O dinletiye dünyaca ünlü İngiliz Rock grubu Queen, Razorlight, Akademi ödüllü İskoç sanatçı Annie Lennox, Amy Winehouse, Simple Minds, Jose Groban, Joan Baez, Leona Lewis, The Sugababes, Andre and Sharon Corr, Eddy Grant, Jamelia ve Zucchero, “Sudanlı savaş çocuğu” olarak bilinen Rap şarkıcısı Emmanuel Jal de katıldı.

Amerikalı ünlü sanatçı Will Smith’in sunuculuğunu yaptığı geceye siyaset ve sanat dünyasından bazı ünlü isimlerin katılımı, gözleri dinletiye çevirmişti. Geceye eski ABD Başkanı Bill Clinton, İngiltere Başbakanı Gordon Brown, ünlü sinema yıldızı Robert de Niro, Denzel Washington ve Forets Whittaker, Formula 1’in İngiliz pilotu Lewis Hamilton ile Amerika’nın ünlü talk Show programı sunucusu Oprah Winfrey de katıldı.

46664’ÜN ÖYKÜSÜ MÜ?

Dinleti öncesi 46.664 bilet satıldı. Çünkü 46.664 sayısının gizemli öyküsü var. Güney Afrika’daki ırkçı yönetim; özgürlük mücadelesi veren Nelson Mandela’yı 27 yıl hapiste tutuyor. Bu sayı da Mandela’ya hapishane numarası olarak veriliyor…

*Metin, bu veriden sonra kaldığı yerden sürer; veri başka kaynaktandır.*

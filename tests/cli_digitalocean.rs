//! Behavioural tests for `boxctl do` against a canned DigitalOcean API.
//!
//! The canned server runs on the test's tokio runtime while the binary blocks
//! the test thread, so these tests use the multi-threaded runtime.

use boxctl::test_support::{CannedHttpServer, CannedResponse};
use predicates::str::contains;
use tempfile::TempDir;

#[path = "common/isolated.rs"]
mod isolated;

const ACTIVE_DROPLET: &str =
    r#"{"status":"OK","droplet":{"id":7,"name":"web","status":"active","locked":false}}"#;
const OFF_DROPLET: &str =
    r#"{"status":"OK","droplet":{"id":7,"name":"web","status":"off","locked":false}}"#;
const EVENT: &str = r#"{"status":"OK","event_id":1234}"#;

async fn canned(responses: Vec<CannedResponse>) -> CannedHttpServer {
    CannedHttpServer::start(responses)
        .await
        .unwrap_or_else(|err| panic!("canned server: {err}"))
}

fn boxctl_against(server: &CannedHttpServer, root: &TempDir) -> assert_cmd::Command {
    let mut cmd = isolated::boxctl(root.path());
    cmd.env("DIGITAL_OCEAN_CLIENT_ID", "client")
        .env("DIGITAL_OCEAN_API_KEY", "secret")
        .env("DIGITAL_OCEAN_API_BASE", server.base_url());
    cmd
}

#[tokio::test(flavor = "multi_thread", worker_threads = 2)]
async fn region_list_renders_catalogue() {
    let server = canned(vec![CannedResponse::ok(
        r#"{"status":"OK","regions":[{"id":1,"name":"New York 1","slug":"nyc1"},{"id":2,"name":"Amsterdam 1","slug":"ams1"}]}"#,
    )])
    .await;
    let root = TempDir::new().unwrap_or_else(|err| panic!("tempdir: {err}"));

    boxctl_against(&server, &root)
        .args(["do", "region", "list"])
        .assert()
        .success()
        .stdout("Id  Name\n1   New York 1\n2   Amsterdam 1\n");

    let targets: Vec<String> = server
        .requests()
        .into_iter()
        .map(|request| request.target)
        .collect();
    assert_eq!(targets, vec![String::from("/regions/?client_id=client&api_key=secret")]);
}

#[tokio::test(flavor = "multi_thread", worker_threads = 2)]
async fn destroy_waits_until_droplet_is_off() {
    let server = canned(vec![
        CannedResponse::ok(ACTIVE_DROPLET),
        CannedResponse::ok(EVENT),
        CannedResponse::ok(OFF_DROPLET),
    ])
    .await;
    let root = TempDir::new().unwrap_or_else(|err| panic!("tempdir: {err}"));

    boxctl_against(&server, &root)
        .args(["do", "droplet", "destroy", "7"])
        .assert()
        .success()
        .stdout(contains("7   destroyed  1"));

    let requests = server.requests();
    assert_eq!(
        requests.get(1).map(|request| request.target.as_str()),
        Some("/droplets/7/destroy?client_id=client&api_key=secret")
    );
}

#[tokio::test(flavor = "multi_thread", worker_threads = 2)]
async fn unknown_droplet_fails_the_batch() {
    let server = canned(vec![CannedResponse::with_status(
        404,
        r#"{"status":"ERROR","error_message":"Droplet not found"}"#,
    )])
    .await;
    let root = TempDir::new().unwrap_or_else(|err| panic!("tempdir: {err}"));

    boxctl_against(&server, &root)
        .args(["do", "droplet", "destroy", "9"])
        .assert()
        .code(1)
        .stdout(contains("skipped"))
        .stderr(contains("not confirmed destroyed: 9"));

    assert_eq!(server.requests().len(), 1);
}

#[tokio::test(flavor = "multi_thread", worker_threads = 2)]
async fn rename_reports_api_errors() {
    let server = canned(vec![CannedResponse::ok(
        r#"{"status":"ERROR","error_message":"Name is invalid"}"#,
    )])
    .await;
    let root = TempDir::new().unwrap_or_else(|err| panic!("tempdir: {err}"));

    boxctl_against(&server, &root)
        .args(["do", "droplet", "rename", "7", "bad name"])
        .assert()
        .code(1)
        .stderr(contains("Name is invalid"));
}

46.664 biletten elde edilen gelir Afrika’nın güneyinde yayılım gösteren AIDS virüsüne dikkat çekmeyi hedefliyor. Milyonlarca insanın bu hastalıkla yaşadığı Güney Afrika, AIDS’in yaygınlaştığı ülkelerin başında geliyor. Mandela’nın AIDS’e karşı mücadelesinin nedeni 2005 yılında oğlunu bu hastalıktan kaybediyor…

“HERKES İÇİN ÖZGÜRLÜK!”

“90 yıllık ömrüm bu kavga için geçti” diyen Nelson Mandela, dinletiye katılanları iki konuya yoğunlaştırıyordu.

AIDS VE IRKÇILIK

AIDS VE IRKÇILIĞA KARŞI toplanan paralar Nelson Mandela’ya hapis yatarken verilen hapishane numarası 46.664 adına açılan hesaba yatırılıyor.

Mandela, ırkçılık uğruna 27 yıl hapis yatıyor.

27 yılın sonunda gelen özgürlükle yeniden seviyor.

Yeniden evleniyor.

Devlet başkanı oluyor.

Dünya ödülleri alıyor.

Toplumsal eylemlerinde sanatsal bir estetik yansıyor.

Ve yaşarken doğum günleri hep dünya gündemine oturuyordu.

Çünkü Mandela 90 yaşında insanları yine mücadeleye çağırıyordu.

Nelson Mandela, siyahlar adına mücadele eden önemli bir siyahtı… Yaşadığı yıllarda onu izlerken; ten siyahlığı nedense beyaza dönüyordu. Onurlu bir duruş, kutlanası bir mücadele, göze alınması, ödenmesi zor görünen bir bedel, ışıltılı bir yansıma…

Şimdi bakıyorum da bizim ülkemizde de 12 Mart’ın 10 yıldan fazla yatan düşünce tutukluları, 12 Eylül’ün sonrası 14, 19, 20, 25 ve 30 yıllara uzanıyor. Her dönemin tutukluları, yılları içerde tüketiyor. Aynı uygulamalar artarak hatta ömür boyu olarak günümüzde de sürüyor.

Neden mi?

Herkes için özgürlük isteyenler ülkemizi yönetmiyor.

Siz ülkemizde bir lider gördünüz mü, en son deprem için bile doğum gününü bir dinleti ile kutlayıp bırakın dünya ünlülerini ülkemiz ünlülerini bu doğa felaketi karşısında duyarlı olmaya, dinleti geliriyle depremin vurduğu kentlere katkıya çağırmaya, adım attığını gördünüz mü?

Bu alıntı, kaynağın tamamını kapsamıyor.